Records from a data source
#####

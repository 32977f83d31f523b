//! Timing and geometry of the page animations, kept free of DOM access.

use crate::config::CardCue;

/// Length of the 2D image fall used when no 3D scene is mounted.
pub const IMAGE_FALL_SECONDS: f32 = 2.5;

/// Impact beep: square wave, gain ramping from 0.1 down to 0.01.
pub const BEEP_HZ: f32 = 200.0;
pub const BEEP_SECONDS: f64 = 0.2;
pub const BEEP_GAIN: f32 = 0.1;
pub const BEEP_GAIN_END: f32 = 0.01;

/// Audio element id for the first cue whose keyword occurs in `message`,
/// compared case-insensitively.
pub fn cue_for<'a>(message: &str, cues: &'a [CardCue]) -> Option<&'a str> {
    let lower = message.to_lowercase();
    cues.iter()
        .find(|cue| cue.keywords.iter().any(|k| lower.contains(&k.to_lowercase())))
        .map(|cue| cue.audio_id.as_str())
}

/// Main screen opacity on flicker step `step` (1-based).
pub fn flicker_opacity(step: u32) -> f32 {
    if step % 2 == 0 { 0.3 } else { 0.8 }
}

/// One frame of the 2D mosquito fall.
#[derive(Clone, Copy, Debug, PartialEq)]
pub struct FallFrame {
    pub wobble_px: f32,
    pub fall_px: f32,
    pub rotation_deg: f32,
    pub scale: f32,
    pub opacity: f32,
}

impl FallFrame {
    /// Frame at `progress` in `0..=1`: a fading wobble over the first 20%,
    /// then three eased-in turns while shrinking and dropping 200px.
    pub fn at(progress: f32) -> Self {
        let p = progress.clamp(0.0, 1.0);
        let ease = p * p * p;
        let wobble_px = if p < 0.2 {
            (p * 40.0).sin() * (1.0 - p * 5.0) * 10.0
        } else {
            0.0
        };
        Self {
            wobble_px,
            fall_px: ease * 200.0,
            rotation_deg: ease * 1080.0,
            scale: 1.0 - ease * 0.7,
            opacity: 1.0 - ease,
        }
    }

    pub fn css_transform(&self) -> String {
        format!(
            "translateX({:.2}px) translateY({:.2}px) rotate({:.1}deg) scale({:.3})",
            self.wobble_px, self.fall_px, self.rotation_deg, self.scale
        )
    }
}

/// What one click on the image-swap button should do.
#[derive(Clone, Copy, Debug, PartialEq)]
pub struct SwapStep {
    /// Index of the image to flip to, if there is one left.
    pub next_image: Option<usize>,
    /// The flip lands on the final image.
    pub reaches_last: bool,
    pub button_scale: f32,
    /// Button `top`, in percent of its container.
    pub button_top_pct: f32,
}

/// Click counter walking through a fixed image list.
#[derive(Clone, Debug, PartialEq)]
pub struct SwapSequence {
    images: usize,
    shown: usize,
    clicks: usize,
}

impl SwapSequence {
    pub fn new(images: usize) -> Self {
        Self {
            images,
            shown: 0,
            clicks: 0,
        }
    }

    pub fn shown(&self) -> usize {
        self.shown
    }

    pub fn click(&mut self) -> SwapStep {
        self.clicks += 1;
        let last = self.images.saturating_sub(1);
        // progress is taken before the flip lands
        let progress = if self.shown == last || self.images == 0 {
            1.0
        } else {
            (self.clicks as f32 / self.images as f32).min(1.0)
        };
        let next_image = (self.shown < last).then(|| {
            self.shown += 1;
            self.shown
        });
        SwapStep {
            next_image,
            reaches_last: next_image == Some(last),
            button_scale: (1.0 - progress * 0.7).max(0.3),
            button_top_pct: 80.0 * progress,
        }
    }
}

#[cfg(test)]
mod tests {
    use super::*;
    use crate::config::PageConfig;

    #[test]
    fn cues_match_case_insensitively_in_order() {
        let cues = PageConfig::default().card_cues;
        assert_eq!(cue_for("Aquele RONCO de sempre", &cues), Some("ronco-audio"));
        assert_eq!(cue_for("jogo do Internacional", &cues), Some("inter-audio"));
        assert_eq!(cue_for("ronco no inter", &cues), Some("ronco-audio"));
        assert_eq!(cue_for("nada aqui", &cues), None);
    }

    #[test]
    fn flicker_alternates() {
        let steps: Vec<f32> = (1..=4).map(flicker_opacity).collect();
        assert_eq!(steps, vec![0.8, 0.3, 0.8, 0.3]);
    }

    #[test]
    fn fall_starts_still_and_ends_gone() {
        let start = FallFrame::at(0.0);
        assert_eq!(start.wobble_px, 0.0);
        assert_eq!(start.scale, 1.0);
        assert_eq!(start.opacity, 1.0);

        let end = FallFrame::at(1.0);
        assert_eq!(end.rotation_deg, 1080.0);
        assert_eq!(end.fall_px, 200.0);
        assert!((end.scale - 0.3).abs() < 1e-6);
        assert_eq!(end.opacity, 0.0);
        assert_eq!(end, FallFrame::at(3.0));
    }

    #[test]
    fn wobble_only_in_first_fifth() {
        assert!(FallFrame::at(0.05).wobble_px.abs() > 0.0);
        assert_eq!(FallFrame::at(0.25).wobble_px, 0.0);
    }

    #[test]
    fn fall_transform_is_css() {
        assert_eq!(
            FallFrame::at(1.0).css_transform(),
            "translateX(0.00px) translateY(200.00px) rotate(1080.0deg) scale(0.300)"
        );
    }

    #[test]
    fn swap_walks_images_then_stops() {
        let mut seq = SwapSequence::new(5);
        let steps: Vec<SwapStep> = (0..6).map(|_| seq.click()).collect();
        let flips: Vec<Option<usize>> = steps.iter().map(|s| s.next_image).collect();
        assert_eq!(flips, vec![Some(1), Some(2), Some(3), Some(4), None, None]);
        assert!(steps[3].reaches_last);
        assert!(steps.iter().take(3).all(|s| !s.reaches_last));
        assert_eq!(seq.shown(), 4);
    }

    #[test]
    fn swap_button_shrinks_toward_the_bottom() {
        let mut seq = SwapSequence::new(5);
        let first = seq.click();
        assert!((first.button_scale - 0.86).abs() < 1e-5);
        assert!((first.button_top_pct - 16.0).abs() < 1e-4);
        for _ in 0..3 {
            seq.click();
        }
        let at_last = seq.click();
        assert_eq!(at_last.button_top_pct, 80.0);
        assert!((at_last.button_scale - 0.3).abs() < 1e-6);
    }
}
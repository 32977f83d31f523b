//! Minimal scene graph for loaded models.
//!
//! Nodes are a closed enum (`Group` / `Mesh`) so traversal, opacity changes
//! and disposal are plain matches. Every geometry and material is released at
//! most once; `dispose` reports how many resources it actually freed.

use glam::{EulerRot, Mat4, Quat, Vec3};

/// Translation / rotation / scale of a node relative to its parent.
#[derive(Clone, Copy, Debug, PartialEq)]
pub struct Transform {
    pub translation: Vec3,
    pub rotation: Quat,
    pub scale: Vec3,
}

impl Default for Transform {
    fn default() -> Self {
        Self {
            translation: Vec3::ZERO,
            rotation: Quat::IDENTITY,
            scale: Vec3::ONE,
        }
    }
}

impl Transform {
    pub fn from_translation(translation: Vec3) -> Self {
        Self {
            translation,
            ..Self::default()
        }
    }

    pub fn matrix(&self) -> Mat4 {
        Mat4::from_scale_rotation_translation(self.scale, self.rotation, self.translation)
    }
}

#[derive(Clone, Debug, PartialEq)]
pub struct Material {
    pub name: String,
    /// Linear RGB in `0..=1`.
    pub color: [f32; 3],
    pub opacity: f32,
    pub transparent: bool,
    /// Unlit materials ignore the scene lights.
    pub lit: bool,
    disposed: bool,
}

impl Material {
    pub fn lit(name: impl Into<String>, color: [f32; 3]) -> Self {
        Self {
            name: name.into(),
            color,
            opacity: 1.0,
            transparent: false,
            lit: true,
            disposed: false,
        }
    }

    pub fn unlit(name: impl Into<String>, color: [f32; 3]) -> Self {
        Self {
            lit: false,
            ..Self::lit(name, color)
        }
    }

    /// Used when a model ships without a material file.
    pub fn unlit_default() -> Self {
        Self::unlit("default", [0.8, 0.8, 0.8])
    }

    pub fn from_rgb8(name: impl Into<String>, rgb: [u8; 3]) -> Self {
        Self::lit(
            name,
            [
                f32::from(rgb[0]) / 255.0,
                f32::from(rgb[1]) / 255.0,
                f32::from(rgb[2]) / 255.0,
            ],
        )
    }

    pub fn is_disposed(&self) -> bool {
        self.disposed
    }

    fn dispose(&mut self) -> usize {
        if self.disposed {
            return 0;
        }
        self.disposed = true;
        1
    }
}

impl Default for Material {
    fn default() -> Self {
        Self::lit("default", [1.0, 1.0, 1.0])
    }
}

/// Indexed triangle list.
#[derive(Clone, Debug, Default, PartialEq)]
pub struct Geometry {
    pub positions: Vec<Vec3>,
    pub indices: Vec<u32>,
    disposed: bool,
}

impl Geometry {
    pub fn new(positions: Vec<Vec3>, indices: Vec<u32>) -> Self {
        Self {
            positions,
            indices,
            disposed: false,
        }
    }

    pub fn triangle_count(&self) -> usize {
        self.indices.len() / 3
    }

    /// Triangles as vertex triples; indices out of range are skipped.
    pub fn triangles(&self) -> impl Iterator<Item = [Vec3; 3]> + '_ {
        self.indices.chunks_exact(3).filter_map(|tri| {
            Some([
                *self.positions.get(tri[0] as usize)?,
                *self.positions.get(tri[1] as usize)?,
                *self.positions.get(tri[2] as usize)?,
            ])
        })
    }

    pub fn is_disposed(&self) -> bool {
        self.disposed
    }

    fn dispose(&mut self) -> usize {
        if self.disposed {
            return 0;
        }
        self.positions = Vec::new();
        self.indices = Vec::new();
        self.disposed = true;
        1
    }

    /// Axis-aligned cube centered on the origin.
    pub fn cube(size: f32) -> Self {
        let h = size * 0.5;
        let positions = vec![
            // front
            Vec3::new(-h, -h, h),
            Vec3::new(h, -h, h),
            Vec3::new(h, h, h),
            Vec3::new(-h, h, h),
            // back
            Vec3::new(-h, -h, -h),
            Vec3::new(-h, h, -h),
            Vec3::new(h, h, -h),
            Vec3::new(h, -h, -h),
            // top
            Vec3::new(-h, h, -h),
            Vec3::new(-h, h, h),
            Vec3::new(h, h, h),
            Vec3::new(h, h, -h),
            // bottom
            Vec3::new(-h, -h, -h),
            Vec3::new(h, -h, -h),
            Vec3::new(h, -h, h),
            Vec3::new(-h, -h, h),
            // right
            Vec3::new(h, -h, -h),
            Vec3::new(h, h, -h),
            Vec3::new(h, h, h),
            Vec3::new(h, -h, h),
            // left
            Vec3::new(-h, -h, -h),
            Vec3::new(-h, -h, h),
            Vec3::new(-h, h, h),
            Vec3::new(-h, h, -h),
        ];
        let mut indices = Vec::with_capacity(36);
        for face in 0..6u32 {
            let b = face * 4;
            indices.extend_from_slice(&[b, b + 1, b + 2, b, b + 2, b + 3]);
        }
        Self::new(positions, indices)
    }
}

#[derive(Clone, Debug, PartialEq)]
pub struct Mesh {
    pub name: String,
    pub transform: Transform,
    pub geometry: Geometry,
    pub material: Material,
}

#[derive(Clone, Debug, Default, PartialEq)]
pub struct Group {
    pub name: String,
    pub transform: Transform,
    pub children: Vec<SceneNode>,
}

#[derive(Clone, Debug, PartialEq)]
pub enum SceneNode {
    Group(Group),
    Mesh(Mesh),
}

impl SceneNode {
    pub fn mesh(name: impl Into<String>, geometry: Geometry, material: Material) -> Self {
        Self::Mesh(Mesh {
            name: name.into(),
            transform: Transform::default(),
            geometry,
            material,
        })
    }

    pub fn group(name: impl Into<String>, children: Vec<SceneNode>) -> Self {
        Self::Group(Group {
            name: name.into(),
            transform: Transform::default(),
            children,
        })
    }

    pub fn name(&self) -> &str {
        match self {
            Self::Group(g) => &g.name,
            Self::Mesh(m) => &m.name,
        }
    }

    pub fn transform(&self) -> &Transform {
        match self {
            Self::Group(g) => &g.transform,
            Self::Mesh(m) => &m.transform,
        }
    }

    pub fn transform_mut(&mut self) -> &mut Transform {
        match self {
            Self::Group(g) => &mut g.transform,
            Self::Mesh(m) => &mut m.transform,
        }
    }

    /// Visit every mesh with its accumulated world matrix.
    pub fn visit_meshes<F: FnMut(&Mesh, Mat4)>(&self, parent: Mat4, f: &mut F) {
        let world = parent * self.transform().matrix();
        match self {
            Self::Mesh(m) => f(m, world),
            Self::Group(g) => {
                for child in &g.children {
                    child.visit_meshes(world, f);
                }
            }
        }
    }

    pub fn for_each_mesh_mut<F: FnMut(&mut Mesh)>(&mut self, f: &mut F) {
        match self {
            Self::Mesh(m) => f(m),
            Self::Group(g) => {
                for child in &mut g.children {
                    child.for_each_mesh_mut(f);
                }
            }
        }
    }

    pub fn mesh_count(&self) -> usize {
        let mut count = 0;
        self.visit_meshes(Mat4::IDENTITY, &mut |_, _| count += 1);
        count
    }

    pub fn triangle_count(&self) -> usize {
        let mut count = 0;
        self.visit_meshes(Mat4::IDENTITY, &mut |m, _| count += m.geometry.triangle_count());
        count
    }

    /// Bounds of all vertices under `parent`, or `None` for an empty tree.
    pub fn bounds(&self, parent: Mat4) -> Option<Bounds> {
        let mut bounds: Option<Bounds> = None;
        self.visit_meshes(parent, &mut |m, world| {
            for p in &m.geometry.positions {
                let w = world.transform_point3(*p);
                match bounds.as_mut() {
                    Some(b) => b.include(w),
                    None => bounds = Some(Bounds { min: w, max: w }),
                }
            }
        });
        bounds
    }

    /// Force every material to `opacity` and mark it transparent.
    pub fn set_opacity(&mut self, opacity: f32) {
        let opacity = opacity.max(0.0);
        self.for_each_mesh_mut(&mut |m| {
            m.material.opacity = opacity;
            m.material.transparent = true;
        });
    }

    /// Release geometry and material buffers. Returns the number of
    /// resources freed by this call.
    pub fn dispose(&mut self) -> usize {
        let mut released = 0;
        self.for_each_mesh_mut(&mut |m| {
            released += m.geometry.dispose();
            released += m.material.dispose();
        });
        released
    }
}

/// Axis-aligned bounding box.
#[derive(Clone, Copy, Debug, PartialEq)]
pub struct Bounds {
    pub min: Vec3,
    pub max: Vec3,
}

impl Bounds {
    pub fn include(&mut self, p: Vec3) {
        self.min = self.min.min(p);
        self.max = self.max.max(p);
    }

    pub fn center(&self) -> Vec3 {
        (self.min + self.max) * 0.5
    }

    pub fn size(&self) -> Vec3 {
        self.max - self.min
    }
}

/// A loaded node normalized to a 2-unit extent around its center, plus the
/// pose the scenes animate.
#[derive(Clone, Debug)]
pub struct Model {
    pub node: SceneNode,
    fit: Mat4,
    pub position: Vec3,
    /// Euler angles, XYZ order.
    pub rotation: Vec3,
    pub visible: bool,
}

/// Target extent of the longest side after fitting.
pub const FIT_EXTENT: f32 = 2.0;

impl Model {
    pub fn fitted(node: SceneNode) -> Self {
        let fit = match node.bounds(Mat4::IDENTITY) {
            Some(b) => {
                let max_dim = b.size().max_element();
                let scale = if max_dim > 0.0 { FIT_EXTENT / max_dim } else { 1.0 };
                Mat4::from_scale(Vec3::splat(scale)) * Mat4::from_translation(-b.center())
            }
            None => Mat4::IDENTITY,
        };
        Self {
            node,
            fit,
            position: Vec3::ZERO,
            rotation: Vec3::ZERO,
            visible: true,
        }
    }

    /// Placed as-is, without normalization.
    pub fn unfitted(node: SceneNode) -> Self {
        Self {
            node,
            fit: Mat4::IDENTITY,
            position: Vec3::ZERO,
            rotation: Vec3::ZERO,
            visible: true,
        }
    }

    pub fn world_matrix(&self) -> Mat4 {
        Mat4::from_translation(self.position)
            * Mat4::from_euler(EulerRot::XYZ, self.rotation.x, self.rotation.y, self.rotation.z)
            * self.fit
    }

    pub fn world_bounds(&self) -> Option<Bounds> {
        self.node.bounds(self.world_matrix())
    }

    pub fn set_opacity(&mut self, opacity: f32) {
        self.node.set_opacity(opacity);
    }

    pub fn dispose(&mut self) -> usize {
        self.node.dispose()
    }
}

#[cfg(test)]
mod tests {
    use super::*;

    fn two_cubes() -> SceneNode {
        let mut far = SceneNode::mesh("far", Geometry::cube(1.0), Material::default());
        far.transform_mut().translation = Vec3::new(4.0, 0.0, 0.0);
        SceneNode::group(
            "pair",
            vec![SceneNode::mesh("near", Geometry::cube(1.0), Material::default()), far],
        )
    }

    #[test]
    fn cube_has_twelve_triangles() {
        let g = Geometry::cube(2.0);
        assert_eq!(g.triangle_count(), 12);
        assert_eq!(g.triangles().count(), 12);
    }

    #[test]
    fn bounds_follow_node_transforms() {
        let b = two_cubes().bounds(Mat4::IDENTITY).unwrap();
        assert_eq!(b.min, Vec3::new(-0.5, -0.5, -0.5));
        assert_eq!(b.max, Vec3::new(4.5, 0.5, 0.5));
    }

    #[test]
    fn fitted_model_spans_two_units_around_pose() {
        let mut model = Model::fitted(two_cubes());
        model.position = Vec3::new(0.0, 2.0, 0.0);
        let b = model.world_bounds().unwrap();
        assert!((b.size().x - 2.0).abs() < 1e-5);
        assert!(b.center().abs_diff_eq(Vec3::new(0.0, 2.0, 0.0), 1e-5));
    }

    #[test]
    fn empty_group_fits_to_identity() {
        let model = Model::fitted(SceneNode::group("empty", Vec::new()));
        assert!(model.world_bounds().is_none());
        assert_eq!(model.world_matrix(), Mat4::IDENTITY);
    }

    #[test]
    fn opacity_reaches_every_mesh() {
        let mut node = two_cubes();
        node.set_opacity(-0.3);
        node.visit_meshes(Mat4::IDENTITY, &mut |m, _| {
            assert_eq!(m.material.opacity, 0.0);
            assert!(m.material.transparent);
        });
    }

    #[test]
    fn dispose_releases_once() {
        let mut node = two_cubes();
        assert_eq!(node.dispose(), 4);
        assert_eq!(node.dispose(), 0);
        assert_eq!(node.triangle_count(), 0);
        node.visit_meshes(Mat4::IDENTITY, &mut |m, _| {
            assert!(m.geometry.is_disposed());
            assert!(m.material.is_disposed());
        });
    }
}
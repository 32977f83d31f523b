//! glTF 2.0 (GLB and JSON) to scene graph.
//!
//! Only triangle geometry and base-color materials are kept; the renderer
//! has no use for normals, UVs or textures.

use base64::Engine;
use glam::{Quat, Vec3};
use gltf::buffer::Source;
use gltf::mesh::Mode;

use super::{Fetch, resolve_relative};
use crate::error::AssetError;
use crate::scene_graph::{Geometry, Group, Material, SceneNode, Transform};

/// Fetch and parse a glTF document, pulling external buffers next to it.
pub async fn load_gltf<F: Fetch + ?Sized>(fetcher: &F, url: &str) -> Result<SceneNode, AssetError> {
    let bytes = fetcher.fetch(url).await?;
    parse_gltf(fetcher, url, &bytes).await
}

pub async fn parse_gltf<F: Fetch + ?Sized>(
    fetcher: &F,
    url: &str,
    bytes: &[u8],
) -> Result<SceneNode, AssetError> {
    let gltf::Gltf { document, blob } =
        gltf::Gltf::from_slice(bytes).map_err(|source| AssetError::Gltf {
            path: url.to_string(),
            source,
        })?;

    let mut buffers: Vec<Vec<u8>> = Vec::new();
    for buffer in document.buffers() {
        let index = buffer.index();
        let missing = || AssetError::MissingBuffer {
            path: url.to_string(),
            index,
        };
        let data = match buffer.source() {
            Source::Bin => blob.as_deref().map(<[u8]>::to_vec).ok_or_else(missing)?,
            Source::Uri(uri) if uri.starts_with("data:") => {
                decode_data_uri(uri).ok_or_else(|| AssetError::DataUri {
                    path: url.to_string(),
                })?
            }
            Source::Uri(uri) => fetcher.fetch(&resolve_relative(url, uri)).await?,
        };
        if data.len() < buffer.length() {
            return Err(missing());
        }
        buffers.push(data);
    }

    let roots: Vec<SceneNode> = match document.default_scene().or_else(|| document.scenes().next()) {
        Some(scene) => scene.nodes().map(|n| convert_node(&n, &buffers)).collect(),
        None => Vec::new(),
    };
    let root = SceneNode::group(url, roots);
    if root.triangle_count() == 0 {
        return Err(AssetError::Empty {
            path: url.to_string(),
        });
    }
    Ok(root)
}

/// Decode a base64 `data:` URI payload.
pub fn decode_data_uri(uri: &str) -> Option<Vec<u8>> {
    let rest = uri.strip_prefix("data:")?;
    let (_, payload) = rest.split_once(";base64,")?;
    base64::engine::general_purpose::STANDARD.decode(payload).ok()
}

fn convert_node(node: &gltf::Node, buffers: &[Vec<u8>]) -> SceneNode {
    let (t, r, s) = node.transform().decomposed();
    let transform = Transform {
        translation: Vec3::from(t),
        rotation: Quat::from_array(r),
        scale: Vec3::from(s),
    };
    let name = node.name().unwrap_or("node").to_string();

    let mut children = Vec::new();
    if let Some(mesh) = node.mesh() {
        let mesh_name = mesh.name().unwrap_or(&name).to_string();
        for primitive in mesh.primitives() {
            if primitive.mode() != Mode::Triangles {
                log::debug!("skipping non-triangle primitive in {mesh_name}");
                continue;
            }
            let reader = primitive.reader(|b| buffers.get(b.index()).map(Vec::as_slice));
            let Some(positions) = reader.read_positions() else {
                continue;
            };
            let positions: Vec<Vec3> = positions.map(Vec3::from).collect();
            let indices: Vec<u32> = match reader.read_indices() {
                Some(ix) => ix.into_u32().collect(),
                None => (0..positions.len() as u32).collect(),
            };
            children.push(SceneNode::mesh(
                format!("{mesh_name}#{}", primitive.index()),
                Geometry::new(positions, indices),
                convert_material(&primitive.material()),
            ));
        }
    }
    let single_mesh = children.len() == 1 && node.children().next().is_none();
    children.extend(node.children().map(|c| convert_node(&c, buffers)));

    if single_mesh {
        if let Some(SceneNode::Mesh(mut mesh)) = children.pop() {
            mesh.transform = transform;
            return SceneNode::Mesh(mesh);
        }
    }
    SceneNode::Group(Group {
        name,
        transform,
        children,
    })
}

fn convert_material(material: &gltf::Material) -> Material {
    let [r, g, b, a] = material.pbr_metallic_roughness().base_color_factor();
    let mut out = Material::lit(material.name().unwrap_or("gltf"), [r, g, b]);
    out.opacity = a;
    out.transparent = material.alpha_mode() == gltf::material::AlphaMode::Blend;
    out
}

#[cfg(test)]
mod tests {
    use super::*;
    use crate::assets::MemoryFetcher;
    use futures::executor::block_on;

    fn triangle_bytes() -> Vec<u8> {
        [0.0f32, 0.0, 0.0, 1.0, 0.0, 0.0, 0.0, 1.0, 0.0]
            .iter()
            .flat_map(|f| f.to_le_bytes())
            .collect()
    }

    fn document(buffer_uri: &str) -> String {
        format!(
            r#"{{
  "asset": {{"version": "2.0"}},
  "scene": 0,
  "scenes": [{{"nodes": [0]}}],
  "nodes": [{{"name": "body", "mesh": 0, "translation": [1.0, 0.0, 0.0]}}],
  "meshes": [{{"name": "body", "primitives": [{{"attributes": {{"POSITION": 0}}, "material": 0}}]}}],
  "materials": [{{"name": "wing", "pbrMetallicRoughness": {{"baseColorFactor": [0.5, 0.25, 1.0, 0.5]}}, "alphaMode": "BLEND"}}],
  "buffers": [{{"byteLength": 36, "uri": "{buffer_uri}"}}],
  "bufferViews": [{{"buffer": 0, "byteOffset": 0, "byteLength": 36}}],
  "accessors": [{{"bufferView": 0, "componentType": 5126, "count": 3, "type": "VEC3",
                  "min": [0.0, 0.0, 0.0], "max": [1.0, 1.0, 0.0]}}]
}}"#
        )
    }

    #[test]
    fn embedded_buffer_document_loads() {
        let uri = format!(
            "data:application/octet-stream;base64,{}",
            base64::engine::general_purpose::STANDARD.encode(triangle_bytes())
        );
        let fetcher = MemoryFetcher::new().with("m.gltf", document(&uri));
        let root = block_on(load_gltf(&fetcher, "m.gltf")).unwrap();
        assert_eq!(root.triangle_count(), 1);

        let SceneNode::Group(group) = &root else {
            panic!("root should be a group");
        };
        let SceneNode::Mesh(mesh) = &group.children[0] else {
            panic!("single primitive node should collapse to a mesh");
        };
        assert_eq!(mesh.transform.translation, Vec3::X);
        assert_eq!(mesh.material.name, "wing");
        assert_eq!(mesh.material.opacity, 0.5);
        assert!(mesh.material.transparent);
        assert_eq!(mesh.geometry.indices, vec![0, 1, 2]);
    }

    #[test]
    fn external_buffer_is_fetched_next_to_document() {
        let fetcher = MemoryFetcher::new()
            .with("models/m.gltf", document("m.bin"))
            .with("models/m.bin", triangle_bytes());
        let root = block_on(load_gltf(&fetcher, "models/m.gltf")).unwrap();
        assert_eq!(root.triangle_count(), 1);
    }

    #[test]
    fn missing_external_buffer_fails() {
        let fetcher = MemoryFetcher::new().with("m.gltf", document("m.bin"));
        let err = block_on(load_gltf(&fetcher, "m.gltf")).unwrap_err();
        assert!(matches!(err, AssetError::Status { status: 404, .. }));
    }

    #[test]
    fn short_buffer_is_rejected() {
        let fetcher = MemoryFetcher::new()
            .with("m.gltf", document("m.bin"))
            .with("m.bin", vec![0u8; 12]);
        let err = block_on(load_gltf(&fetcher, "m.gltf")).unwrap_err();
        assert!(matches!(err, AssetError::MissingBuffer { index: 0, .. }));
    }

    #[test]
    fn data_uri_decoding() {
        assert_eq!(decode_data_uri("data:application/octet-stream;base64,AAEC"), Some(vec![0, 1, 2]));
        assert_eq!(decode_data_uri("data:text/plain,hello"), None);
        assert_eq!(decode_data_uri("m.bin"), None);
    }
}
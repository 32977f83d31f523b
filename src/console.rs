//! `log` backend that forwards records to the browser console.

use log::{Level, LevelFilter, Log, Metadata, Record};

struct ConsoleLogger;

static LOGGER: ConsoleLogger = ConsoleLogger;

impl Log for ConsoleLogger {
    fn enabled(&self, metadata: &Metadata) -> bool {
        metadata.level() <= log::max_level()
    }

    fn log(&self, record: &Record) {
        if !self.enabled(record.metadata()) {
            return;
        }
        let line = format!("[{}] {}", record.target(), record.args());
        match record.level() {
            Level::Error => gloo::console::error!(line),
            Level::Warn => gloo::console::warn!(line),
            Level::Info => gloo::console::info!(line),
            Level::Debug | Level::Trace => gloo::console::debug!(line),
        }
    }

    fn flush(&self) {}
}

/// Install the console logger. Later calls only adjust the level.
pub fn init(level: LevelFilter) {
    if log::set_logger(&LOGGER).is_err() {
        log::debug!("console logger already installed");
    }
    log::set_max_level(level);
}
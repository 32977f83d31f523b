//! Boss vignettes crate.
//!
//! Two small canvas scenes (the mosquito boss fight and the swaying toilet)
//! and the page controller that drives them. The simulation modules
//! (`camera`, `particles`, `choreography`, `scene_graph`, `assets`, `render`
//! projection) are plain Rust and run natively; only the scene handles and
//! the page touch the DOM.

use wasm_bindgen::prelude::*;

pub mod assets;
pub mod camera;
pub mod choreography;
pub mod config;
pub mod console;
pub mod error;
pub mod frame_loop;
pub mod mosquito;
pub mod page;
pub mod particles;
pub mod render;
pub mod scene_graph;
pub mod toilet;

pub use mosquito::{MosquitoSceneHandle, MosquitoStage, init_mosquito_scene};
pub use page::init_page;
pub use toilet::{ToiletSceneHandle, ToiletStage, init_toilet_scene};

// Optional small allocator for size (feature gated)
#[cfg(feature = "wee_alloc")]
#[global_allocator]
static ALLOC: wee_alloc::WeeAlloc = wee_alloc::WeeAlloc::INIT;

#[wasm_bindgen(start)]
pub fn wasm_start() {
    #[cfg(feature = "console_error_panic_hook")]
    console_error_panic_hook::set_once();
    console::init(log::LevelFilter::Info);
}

#####

**TASK OBJECTIVE**
Please print the lines from the start of the records up to and including the line with "pub const BEEP_GAIN_END: f32 = 0.01;", copying each one exactly and leaving out the rest.

**EXERCISE SOLUTION**
repository 32977f83d31f523b
//! Timing and geometry of the page animations, kept free of DOM access.

use crate::config::CardCue;

/// Length of the 2D image fall used when no 3D scene is mounted.
pub const IMAGE_FALL_SECONDS: f32 = 2.5;

/// Impact beep: square wave, gain ramping from 0.1 down to 0.01.
pub const BEEP_HZ: f32 = 200.0;
pub const BEEP_SECONDS: f64 = 0.2;
pub const BEEP_GAIN: f32 = 0.1;
pub const BEEP_GAIN_END: f32 = 0.01;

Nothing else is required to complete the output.